Penelope twists the tablet on its arm so we all can see the display. I’m unsurprised to see the protestors waving handmade signs covered in mottos like NO SILENCE FOR NEUANFANG and VERMUSK VIGOR, and donning gray masks with black mouths shaped into an open O and white painted teardrops dribbling from their eyeholes. What does take me aback is watching them stamp cars with inkbrands, leaving a variety of glowing Quelevoze symbols on hoods and doors; dumping buckets of rotten figs on the streets; and plastering posters with Belldon’s face and Quelevoze mottos over the windows of businesses that reject Vermusk customers. Nobody stops even in the face of oncoming police, suited in riot armor and gas masks, beating shock batons against their plastic rectangular shields.
“I don’t think I’ve ever seen them demonstrate so aggressively,” I comment.
Gene’s face darkens. “Their bellicosity will only increase as long as Sornis and other prejudiced politicians maintain their negligence.

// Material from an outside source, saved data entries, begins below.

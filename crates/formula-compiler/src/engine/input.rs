use core::fmt;
use std::collections::HashMap;
use std::rc::Rc;

use formula_model::{AccessorPath, AccessorStep, Value};

use crate::error::{EvalError, InputError};

/// What one accessor step yields.
#[derive(Clone)]
pub enum Input {
    Value(Value),
    Object(Rc<dyn InputObject>),
    Rows(Vec<Rc<dyn InputObject>>),
}

impl fmt::Debug for Input {
    fn fmt(&self, f: &mut fmt::Formatter<'_>) -> fmt::Result {
        match self {
            Input::Value(v) => f.debug_tuple("Value").field(v).finish(),
            Input::Object(_) => f.write_str("Object(..)"),
            Input::Rows(rows) => write!(f, "Rows({})", rows.len()),
        }
    }
}

impl From<Value> for Input {
    fn from(value: Value) -> Self {
        Input::Value(value)
    }
}

/// Caller-side object the engine reads inputs from, one step at a time.
///
/// Accessors are expected to be free of side effects; an error aborts the output being computed
/// and reaches the caller unchanged.
pub trait InputObject {
    fn get(&self, step: &AccessorStep) -> Result<Input, InputError>;
}

/// Failures of the ready-made input objects.
#[derive(Debug, Clone, PartialEq, Eq, thiserror::Error)]
pub enum AccessorError {
    #[error("no input named `{0}`")]
    Missing(String),
    #[error("input `{0}` is not an object")]
    NotAnObject(String),
    #[error("input `{0}` is not a row collection")]
    NotRows(String),
    #[error("input `{0}` is not a single value")]
    NotAValue(String),
}

/// Input object backed by a map of named fields.
///
/// Parameterized steps are looked up by their printed form, e.g. `rate("EUR")`.
#[derive(Clone, Default)]
pub struct Record {
    fields: HashMap<String, Input>,
}

impl Record {
    pub fn new() -> Self {
        Self::default()
    }

    pub fn with(self, name: impl Into<String>, value: impl Into<Value>) -> Self {
        self.with_input(name, Input::Value(value.into()))
    }

    pub fn with_input(mut self, name: impl Into<String>, input: Input) -> Self {
        self.fields.insert(name.into(), input);
        self
    }

    pub fn with_object(self, name: impl Into<String>, object: Record) -> Self {
        self.with_input(name, Input::Object(Rc::new(object)))
    }

    pub fn with_rows(self, name: impl Into<String>, rows: impl IntoIterator<Item = Record>) -> Self {
        let rows = rows
            .into_iter()
            .map(|r| Rc::new(r) as Rc<dyn InputObject>)
            .collect();
        self.with_input(name, Input::Rows(rows))
    }
}

impl fmt::Debug for Record {
    fn fmt(&self, f: &mut fmt::Formatter<'_>) -> fmt::Result {
        f.debug_map().entries(self.fields.iter()).finish()
    }
}

impl InputObject for Record {
    fn get(&self, step: &AccessorStep) -> Result<Input, InputError> {
        let key = if step.args.is_empty() {
            step.name.clone()
        } else {
            step.to_string()
        };
        self.fields
            .get(&key)
            .cloned()
            .ok_or_else(|| AccessorError::Missing(key).into())
    }
}

/// Input object backed by a closure.
pub struct InputFn<F>(pub F);

impl<F> InputObject for InputFn<F>
where
    F: Fn(&AccessorStep) -> Result<Input, InputError>,
{
    fn get(&self, step: &AccessorStep) -> Result<Input, InputError> {
        (self.0)(step)
    }
}

fn follow(object: &Rc<dyn InputObject>, path: &AccessorPath) -> Result<Input, EvalError> {
    let Some((init, last)) = path.split_last() else {
        return Ok(Input::Object(Rc::clone(object)));
    };
    let mut current = Rc::clone(object);
    for step in init {
        current = match current.get(step).map_err(EvalError::Input)? {
            Input::Object(next) => next,
            _ => return Err(EvalError::Input(AccessorError::NotAnObject(step.to_string()).into())),
        };
    }
    current.get(last).map_err(EvalError::Input)
}

/// The value at the end of `path`.
pub(crate) fn read_value(object: &Rc<dyn InputObject>, path: &AccessorPath) -> Result<Value, EvalError> {
    match follow(object, path)? {
        Input::Value(value) => Ok(value),
        _ => Err(EvalError::Input(AccessorError::NotAValue(path.to_string()).into())),
    }
}

/// The rows at the end of `path`; an empty value means no rows.
pub(crate) fn read_rows(
    object: &Rc<dyn InputObject>,
    path: &AccessorPath,
) -> Result<Vec<Rc<dyn InputObject>>, EvalError> {
    match follow(object, path)? {
        Input::Rows(rows) => Ok(rows),
        Input::Value(Value::Null) => Ok(Vec::new()),
        _ => Err(EvalError::Input(AccessorError::NotRows(path.to_string()).into())),
    }
}

#[cfg(test)]
mod tests {
    use super::*;

    fn root(record: Record) -> Rc<dyn InputObject> {
        Rc::new(record)
    }

    #[test]
    fn paths_walk_nested_objects() {
        let input = root(
            Record::new()
                .with_object("customer", Record::new().with("rate(\"EUR\")", "1.5"))
                .with_rows("orders", [Record::new(), Record::new()])
                .with("none", Value::Null),
        );
        let rate = AccessorPath::new(vec![
            AccessorStep::new("customer"),
            AccessorStep::with_args("rate", vec![Value::text("EUR")]),
        ]);
        assert_eq!(read_value(&input, &rate).unwrap(), Value::text("1.5"));
        assert_eq!(read_rows(&input, &AccessorPath::field("orders")).unwrap().len(), 2);
        assert!(read_rows(&input, &AccessorPath::field("none")).unwrap().is_empty());
    }

    #[test]
    fn accessor_failures_surface_unchanged() {
        let input = root(Record::new().with("x", 1));
        let err = read_value(&input, &AccessorPath::field("y")).unwrap_err();
        let EvalError::Input(inner) = err else {
            panic!("expected an input error");
        };
        assert_eq!(
            inner.downcast_ref::<AccessorError>(),
            Some(&AccessorError::Missing("y".to_string()))
        );
        assert!(read_value(&input, &AccessorPath::fields(["x", "z"])).is_err());
    }

    #[test]
    fn closures_are_input_objects() {
        let input: Rc<dyn InputObject> = Rc::new(InputFn(|step: &AccessorStep| {
            Ok::<_, InputError>(Input::Value(Value::text(step.name.to_uppercase())))
        }));
        assert_eq!(
            read_value(&input, &AccessorPath::field("abc")).unwrap(),
            Value::text("ABC")
        );
    }
}
use core::fmt;

use serde::{Deserialize, Serialize};

use crate::Value;

/// One named step of an accessor path, optionally parameterized (`orders`, `rate("EUR")`).
#[derive(Debug, Clone, PartialEq, Eq, Serialize, Deserialize)]
pub struct AccessorStep {
    pub name: String,
    #[serde(default, skip_serializing_if = "Vec::is_empty")]
    pub args: Vec<Value>,
}

impl AccessorStep {
    pub fn new(name: impl Into<String>) -> Self {
        Self {
            name: name.into(),
            args: Vec::new(),
        }
    }

    pub fn with_args(name: impl Into<String>, args: Vec<Value>) -> Self {
        Self {
            name: name.into(),
            args,
        }
    }
}

impl fmt::Display for AccessorStep {
    fn fmt(&self, f: &mut fmt::Formatter<'_>) -> fmt::Result {
        f.write_str(&self.name)?;
        if !self.args.is_empty() {
            f.write_str("(")?;
            for (i, arg) in self.args.iter().enumerate() {
                if i > 0 {
                    f.write_str(", ")?;
                }
                write!(f, "{arg}")?;
            }
            f.write_str(")")?;
        }
        Ok(())
    }
}

/// Ordered chain of steps leading from an input object to a value or a row collection.
#[derive(Debug, Clone, PartialEq, Eq, Serialize, Deserialize)]
pub struct AccessorPath {
    pub steps: Vec<AccessorStep>,
}

impl AccessorPath {
    pub fn new(steps: Vec<AccessorStep>) -> Self {
        Self { steps }
    }

    /// Path of plain field names: `AccessorPath::fields(["customer", "rate"])`.
    pub fn fields<I, S>(names: I) -> Self
    where
        I: IntoIterator<Item = S>,
        S: Into<String>,
    {
        Self::new(names.into_iter().map(AccessorStep::new).collect())
    }

    pub fn field(name: impl Into<String>) -> Self {
        Self::new(vec![AccessorStep::new(name)])
    }

    pub fn is_empty(&self) -> bool {
        self.steps.is_empty()
    }

    /// All steps but the last, and the last one.
    pub fn split_last(&self) -> Option<(&[AccessorStep], &AccessorStep)> {
        let (last, init) = self.steps.split_last()?;
        Some((init, last))
    }
}

impl fmt::Display for AccessorPath {
    fn fmt(&self, f: &mut fmt::Formatter<'_>) -> fmt::Result {
        for (i, step) in self.steps.iter().enumerate() {
            if i > 0 {
                f.write_str(".")?;
            }
            write!(f, "{step}")?;
        }
        Ok(())
    }
}

/// Type an output accessor declares for its result.
#[derive(Debug, Clone, Copy, PartialEq, Eq, Hash, Default, Serialize, Deserialize)]
pub enum ValueType {
    /// Whatever the cell produces.
    #[default]
    Any,
    Number,
    /// Number truncated towards zero.
    Integer,
    Text,
}

#[derive(Debug, Clone, PartialEq, Eq, Serialize, Deserialize)]
pub struct OutputAccessor {
    pub name: String,
    pub value_type: ValueType,
}

/// Output accessors the compiled engine must provide, including those of repeating sections.
#[derive(Debug, Clone, Default, PartialEq, Eq, Serialize, Deserialize)]
pub struct OutputInterface {
    pub outputs: Vec<OutputAccessor>,
    pub sections: Vec<SectionInterface>,
}

#[derive(Debug, Clone, PartialEq, Eq, Serialize, Deserialize)]
pub struct SectionInterface {
    pub name: String,
    pub interface: OutputInterface,
}

impl OutputInterface {
    pub fn new() -> Self {
        Self::default()
    }

    pub fn output(mut self, name: impl Into<String>, value_type: ValueType) -> Self {
        self.outputs.push(OutputAccessor {
            name: name.into(),
            value_type,
        });
        self
    }

    pub fn section(mut self, name: impl Into<String>, interface: OutputInterface) -> Self {
        self.sections.push(SectionInterface {
            name: name.into(),
            interface,
        });
        self
    }

    pub fn find_output(&self, name: &str) -> Option<&OutputAccessor> {
        self.outputs.iter().find(|o| o.name == name)
    }

    pub fn find_section(&self, name: &str) -> Option<&OutputInterface> {
        self.sections
            .iter()
            .find(|s| s.name == name)
            .map(|s| &s.interface)
    }
}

Healthcare is particularly an intractable issue. They are refusing to distribute equipment like respirators, gloves, and skinmats to Neuanfang hospitals, of which there aren’t even that many left due to the funding suspensions. The infirmaries and doctors in Lumin who are spurning Vermusk patients only compound the problem.”
“Good thing your mom’s telling all those bugfuckers to suck it!” Penelope observes around the pasta in her mouth, her smirk somewhere between devilish and drunken.
“Yeppers,” agrees Cooper, gesturing his spoon to the Thistles. “Yeh know, I almost forgot you’re half Vermusk. Yeh two look as Starsian as yer names sound. Musta made things a heckuva a lot easier for yeh.”
He eats some chunks of carrots from his stew, oblivious to the hard side-eye from both Thistles. Sidney’s shifting uncomfortably in her chair and Penelope rolls her eyes over the rim of her mug and honestly, why is it so hard for people to catch themselves saying and thinking shit like that? This is the year 1171, we should be—
“Yes, I suppose we benefitted substantially from our passing privileges,” Gene says lightly, sawing his knife to carve a slice off his steak. “However, you shouldn’t be so insensitive as to discount the Vermusk heritage coursing through our blood.”
Cooper pauses, his next spoonful of stew en route to his mouth, and his eyes flicker nervously between the tablet and the Thistles. “Uh, I’m sorry, I didn’t mean to—”
“I for one believe you had no intention, unlike earlier today, of derogating us. What do you think, framana?”
Corbin replies, “I concur, framano. And of course, it isn’t our job to reprogram people’s tactless remarks and thought patterns—except when you deliberately throw out offensive jokes at our expense, at which point we’ll strike you in the solar plexus.”
Gene says, “Correct—we Thistles are not as benign as we look!” He thumps a fist on Corbin’s shoulder, and both siblings grin at us in creepy unison.
I clamp my lips together, stifling my laughter at the memory of Gene knocking back Cooper with an energy blast from his cane. Cooper, for his part, sips his berramo, looking quietly abashed, and he says, “Really, I, I was stickin’ my foot in my mouth there, I’m sorry.”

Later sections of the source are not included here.